§ WHAT THE TASK REQUIRES
Would you please repeat the data that follows, exactly as it reads?

§ PROVIDED DATA

---------------

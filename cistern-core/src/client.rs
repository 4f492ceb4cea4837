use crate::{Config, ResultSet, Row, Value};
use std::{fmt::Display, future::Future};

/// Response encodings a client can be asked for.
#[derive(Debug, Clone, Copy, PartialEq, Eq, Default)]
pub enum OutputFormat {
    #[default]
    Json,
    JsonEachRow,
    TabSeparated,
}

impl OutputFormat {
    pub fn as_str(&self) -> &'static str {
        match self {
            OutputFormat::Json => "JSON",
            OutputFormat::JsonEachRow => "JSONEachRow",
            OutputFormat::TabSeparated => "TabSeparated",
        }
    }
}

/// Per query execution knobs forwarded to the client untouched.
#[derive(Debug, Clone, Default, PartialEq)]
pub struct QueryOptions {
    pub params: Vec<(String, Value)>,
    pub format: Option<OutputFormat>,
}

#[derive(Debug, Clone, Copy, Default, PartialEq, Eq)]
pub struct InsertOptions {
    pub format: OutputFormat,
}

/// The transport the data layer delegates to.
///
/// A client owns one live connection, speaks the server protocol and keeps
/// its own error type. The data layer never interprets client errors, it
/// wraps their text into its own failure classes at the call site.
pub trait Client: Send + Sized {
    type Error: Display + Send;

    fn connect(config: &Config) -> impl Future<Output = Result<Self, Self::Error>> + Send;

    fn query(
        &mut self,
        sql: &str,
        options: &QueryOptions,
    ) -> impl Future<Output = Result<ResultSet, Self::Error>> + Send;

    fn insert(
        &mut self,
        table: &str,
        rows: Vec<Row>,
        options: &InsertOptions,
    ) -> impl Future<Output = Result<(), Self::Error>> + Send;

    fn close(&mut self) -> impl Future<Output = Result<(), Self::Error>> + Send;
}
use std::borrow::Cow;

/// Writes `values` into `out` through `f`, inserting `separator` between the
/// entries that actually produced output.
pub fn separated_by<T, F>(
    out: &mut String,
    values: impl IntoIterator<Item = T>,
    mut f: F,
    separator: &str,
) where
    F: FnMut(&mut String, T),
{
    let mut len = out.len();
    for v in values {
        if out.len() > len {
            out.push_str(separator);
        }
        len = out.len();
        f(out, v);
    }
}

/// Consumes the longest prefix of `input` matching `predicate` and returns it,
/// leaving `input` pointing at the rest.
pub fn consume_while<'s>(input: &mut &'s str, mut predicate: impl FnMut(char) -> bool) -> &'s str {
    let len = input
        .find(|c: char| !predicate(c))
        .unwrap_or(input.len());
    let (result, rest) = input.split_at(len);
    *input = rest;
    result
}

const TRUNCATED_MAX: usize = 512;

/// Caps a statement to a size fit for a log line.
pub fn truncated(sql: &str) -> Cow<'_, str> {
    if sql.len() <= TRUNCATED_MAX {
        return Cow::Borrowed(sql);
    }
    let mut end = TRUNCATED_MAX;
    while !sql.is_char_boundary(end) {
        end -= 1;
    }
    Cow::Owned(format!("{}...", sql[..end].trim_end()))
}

---------------

§ EXPECTED ANSWER
filename cistern-core/src/client.rs
repository 4f492ceb4cea4837
use crate::{Config, ResultSet, Row, Value};
use std::{fmt::Display, future::Future};

/// Response encodings a client can be asked for.
#[derive(Debug, Clone, Copy, PartialEq, Eq, Default)]
pub enum OutputFormat {
    #[default]
    Json,
    JsonEachRow,
    TabSeparated,
}

impl OutputFormat {
    pub fn as_str(&self) -> &'static str {
        match self {
            OutputFormat::Json => "JSON",
            OutputFormat::JsonEachRow => "JSONEachRow",
            OutputFormat::TabSeparated => "TabSeparated",
        }
    }
}

/// Per query execution knobs forwarded to the client untouched.
#[derive(Debug, Clone, Default, PartialEq)]
pub struct QueryOptions {
    pub params: Vec<(String, Value)>,
    pub format: Option<OutputFormat>,
}

#[derive(Debug, Clone, Copy, Default, PartialEq, Eq)]
pub struct InsertOptions {
    pub format: OutputFormat,
}

/// The transport the data layer delegates to.
///
/// A client owns one live connection, speaks the server protocol and keeps
/// its own error type. The data layer never interprets client errors, it
/// wraps their text into its own failure classes at the call site.
pub trait Client: Send + Sized {
    type Error: Display + Send;

    fn connect(config: &Config) -> impl Future<Output = Result<Self, Self::Error>> + Send;

    fn query(
        &mut self,
        sql: &str,
        options: &QueryOptions,
    ) -> impl Future<Output = Result<ResultSet, Self::Error>> + Send;

    fn insert(
        &mut self,
        table: &str,
        rows: Vec<Row>,
        options: &InsertOptions,
    ) -> impl Future<Output = Result<(), Self::Error>> + Send;

    fn close(&mut self) -> impl Future<Output = Result<(), Self::Error>> + Send;
}
use std::borrow::Cow;

/// Writes `values` into `out` through `f`, inserting `separator` between the
/// entries that actually produced output.
pub fn separated_by<T, F>(
    out: &mut String,
    values: impl IntoIterator<Item = T>,
    mut f: F,
    separator: &str,
) where
    F: FnMut(&mut String, T),
{
    let mut len = out.len();
    for v in values {
        if out.len() > len {
            out.push_str(separator);
        }
        len = out.len();
        f(out, v);
    }
}

/// Consumes the longest prefix of `input` matching `predicate` and returns it,
/// leaving `input` pointing at the rest.
pub fn consume_while<'s>(input: &mut &'s str, mut predicate: impl FnMut(char) -> bool) -> &'s str {
    let len = input
        .find(|c: char| !predicate(c))
        .unwrap_or(input.len());
    let (result, rest) = input.split_at(len);
    *input = rest;
    result
}

const TRUNCATED_MAX: usize = 512;

/// Caps a statement to a size fit for a log line.
pub fn truncated(sql: &str) -> Cow<'_, str> {
    if sql.len() <= TRUNCATED_MAX {
        return Cow::Borrowed(sql);
    }
    let mut end = TRUNCATED_MAX;
    while !sql.is_char_boundary(end) {
        end -= 1;
    }
    Cow::Owned(format!("{}...", sql[..end].trim_end()))
}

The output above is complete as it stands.